The European Commission (EC) has long championed food security, nutrition, and sustainable and productive agriculture. Since 2006, the EC has committed €1 billion every year to strengthen global food security and sustainable agriculture. In fact, with the 2008 adoption of the €1 billion Food Facility program, the EC was the first donor to proactively confront the global food price crisis of 2007–08, allowing for rapid response to the food price volatility that negatively impacts the lives and livelihoods of those in developing countries.
Successful collaboration between IFPRI and the EC, as highlighted in a recent brochure, has led to numerous outcomes in food policy research and national development strategies. The following are some examples of recent projects that reflect the valuable partnership between IFPRI and the EC.
- In October 2012, the EC released a proposal to significantly change its mandates for biofuel use and production, namely by lowering the first-generation biofuel mandate to 5 percent and raising the minimum greenhouse gas savings threshold to 60 percent for all new biofuel production facilities. These revisions drew heavily on two IFPRI reports:Global Trade and Environmental Impact Study of the EU Biofuels Mandate and Assessing the Land Use Change Consequences of European Biofuels Policies.
- Launched in 2012, the Food Security Portal is an open-access repository of policy information facilitated by IFPRI and supported by the EC. The portal provides comprehensive country-by-country information on food policy developments, including food security, food prices, and demographic information on its 29 partner countries—mostly in Africa south of the Sahara but also in Asia, Latin America, and the Caribbean.
- IFPRI’s research on global trade negotiations has been widely cited. For example, in a 2008 issue brief called The Potential Cost of a Failed Doha Round, IFPRI researchers explained how a Doha agreement would provide an “insurance policy against future protectionism” and support the World Trade Organization system. The director general of the World Trade Organization, Pascal Lamy, mentioned these findings in a speech at the organization’s 2011 ministerial meeting.

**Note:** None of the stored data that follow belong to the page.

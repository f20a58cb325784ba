//! Class table
//!
//! A class gives instances a stable tag ([`ClassId`]), a default prototype
//! per context, and an optional finalizer the collector calls when an
//! instance becomes unreachable.

use crate::object::Opaque;
use crate::runtime::EngineRuntime;
use crate::value::ContextToken;
use rustc_hash::FxHashMap;
use std::fmt;
use std::sync::atomic::{AtomicU32, Ordering};

/// Engine-assigned class tag.
#[derive(Debug, Clone, Copy, PartialEq, Eq, Hash, PartialOrd, Ord)]
pub struct ClassId(u32);

impl ClassId {
    /// Reserved "no class" tag.
    pub const INVALID: ClassId = ClassId(0);
    /// Plain objects
    pub const OBJECT: ClassId = ClassId(1);
    /// Function objects
    pub const FUNCTION: ClassId = ClassId(2);
    /// Error objects
    pub const ERROR: ClassId = ClassId(3);

    const FIRST_USER: u32 = 16;

    /// Allocate a new class ID.
    ///
    /// IDs are process-wide, so one ID may be registered with several
    /// runtimes.
    pub fn new() -> Self {
        static NEXT_ID: AtomicU32 = AtomicU32::new(ClassId::FIRST_USER);
        ClassId(NEXT_ID.fetch_add(1, Ordering::Relaxed))
    }

    /// Rebuild a class ID from its raw value.
    pub fn from_u32(raw: u32) -> Self {
        ClassId(raw)
    }

    /// Get the raw ID value.
    pub fn as_u32(&self) -> u32 {
        self.0
    }

    /// Check if this is a class registered by an embedder.
    pub fn is_user(&self) -> bool {
        self.0 >= Self::FIRST_USER
    }
}

impl Default for ClassId {
    fn default() -> Self {
        Self::new()
    }
}

impl fmt::Display for ClassId {
    fn fmt(&self, f: &mut fmt::Formatter<'_>) -> fmt::Result {
        write!(f, "{}", self.0)
    }
}

/// Information handed to a class finalizer.
#[derive(Debug, Clone)]
pub struct FinalizeInfo {
    /// Class of the collected instance
    pub class_id: ClassId,
    /// Context the instance was created in
    pub owner: ContextToken,
    /// The instance's opaque slot, if it was set
    pub opaque: Option<Opaque>,
}

/// Finalizer called by the collector for each unreachable instance.
///
/// Runs after the sweep, outside of any engine lock. The instance no longer
/// exists when the finalizer is called.
pub type ClassFinalizer = fn(rt: &EngineRuntime, info: FinalizeInfo);

/// Class definition passed to [`EngineRuntime::new_class`].
#[derive(Debug, Clone)]
pub struct ClassDef {
    pub name: String,
    pub finalizer: Option<ClassFinalizer>,
}

impl ClassDef {
    pub fn new(name: impl Into<String>) -> Self {
        Self {
            name: name.into(),
            finalizer: None,
        }
    }

    pub fn with_finalizer(mut self, finalizer: ClassFinalizer) -> Self {
        self.finalizer = Some(finalizer);
        self
    }
}

/// Per-runtime table of registered classes.
#[derive(Debug, Default)]
pub struct ClassTable {
    classes: FxHashMap<ClassId, ClassDef>,
}

impl ClassTable {
    pub fn new() -> Self {
        Self::default()
    }

    /// Register a class; returns false if the ID was already registered.
    pub fn register(&mut self, id: ClassId, def: ClassDef) -> bool {
        if self.classes.contains_key(&id) {
            return false;
        }
        self.classes.insert(id, def);
        true
    }

    pub fn get(&self, id: ClassId) -> Option<&ClassDef> {
        self.classes.get(&id)
    }

    pub fn contains(&self, id: ClassId) -> bool {
        self.classes.contains_key(&id)
    }

    pub fn finalizer(&self, id: ClassId) -> Option<ClassFinalizer> {
        self.classes.get(&id).and_then(|def| def.finalizer)
    }

    pub fn len(&self) -> usize {
        self.classes.len()
    }

    pub fn is_empty(&self) -> bool {
        self.classes.is_empty()
    }
}

#[cfg(test)]
mod tests {
    use super::*;

    #[test]
    fn test_class_ids_are_user_range() {
        let a = ClassId::new();
        let b = ClassId::new();
        assert!(a.is_user());
        assert!(b.as_u32() > a.as_u32());
        assert!(!ClassId::OBJECT.is_user());
    }

    #[test]
    fn test_register_twice() {
        let mut table = ClassTable::new();
        let id = ClassId::new();
        assert!(table.register(id, ClassDef::new("Point")));
        assert!(!table.register(id, ClassDef::new("Other")));
        assert_eq!(table.get(id).map(|d| d.name.as_str()), Some("Point"));
        assert_eq!(table.len(), 1);
    }
}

- The Ethiopian Strategy Support Program, led by IFPRI and the Ethiopian Development Research Institute, is a highly relevant and successful program worth continuing and expanding, according to an external review funded by the EC in 2008. The program provides capacity building, research, and policy analysis to improve food security nationwide. Since 2004, the Ethiopian government has relied heavily on the program’s analysis, which has helped in the design and implementation of Ethiopia’s Agriculture-Led Industrialization Strategy. IFPRI also provided analysis to the government’s Agricultural Growth Program and worked with the Central Statistical Agency to create the Population and Housing Census Atlas of Ethiopia 2007.